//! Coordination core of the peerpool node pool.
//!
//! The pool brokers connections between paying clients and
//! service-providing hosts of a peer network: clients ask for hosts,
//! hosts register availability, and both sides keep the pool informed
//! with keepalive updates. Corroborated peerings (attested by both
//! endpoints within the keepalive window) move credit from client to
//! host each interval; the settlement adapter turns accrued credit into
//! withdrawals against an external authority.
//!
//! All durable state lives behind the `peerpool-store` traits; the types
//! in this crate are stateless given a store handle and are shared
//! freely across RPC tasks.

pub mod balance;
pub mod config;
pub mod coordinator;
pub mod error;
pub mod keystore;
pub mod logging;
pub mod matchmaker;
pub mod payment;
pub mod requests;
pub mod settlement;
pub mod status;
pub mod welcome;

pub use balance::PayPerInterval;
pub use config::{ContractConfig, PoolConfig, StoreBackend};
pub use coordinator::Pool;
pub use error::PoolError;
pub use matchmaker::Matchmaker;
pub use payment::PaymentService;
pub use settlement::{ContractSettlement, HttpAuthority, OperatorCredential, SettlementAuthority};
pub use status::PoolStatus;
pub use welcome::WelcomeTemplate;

> TASK DIRECTIONS
Using the entries above, repeat only the lines from the one containing "(attested by both" through the one containing "pub mod config;", end lines included.

> RESPONSE TO THE TASK
//! with keepalive updates. Corroborated peerings (attested by both
//! endpoints within the keepalive window) move credit from client to
//! host each interval; the settlement adapter turns accrued credit into
//! withdrawals against an external authority.
//!
//! All durable state lives behind the `peerpool-store` traits; the types
//! in this crate are stateless given a store handle and are shared
//! freely across RPC tasks.

pub mod balance;
pub mod config;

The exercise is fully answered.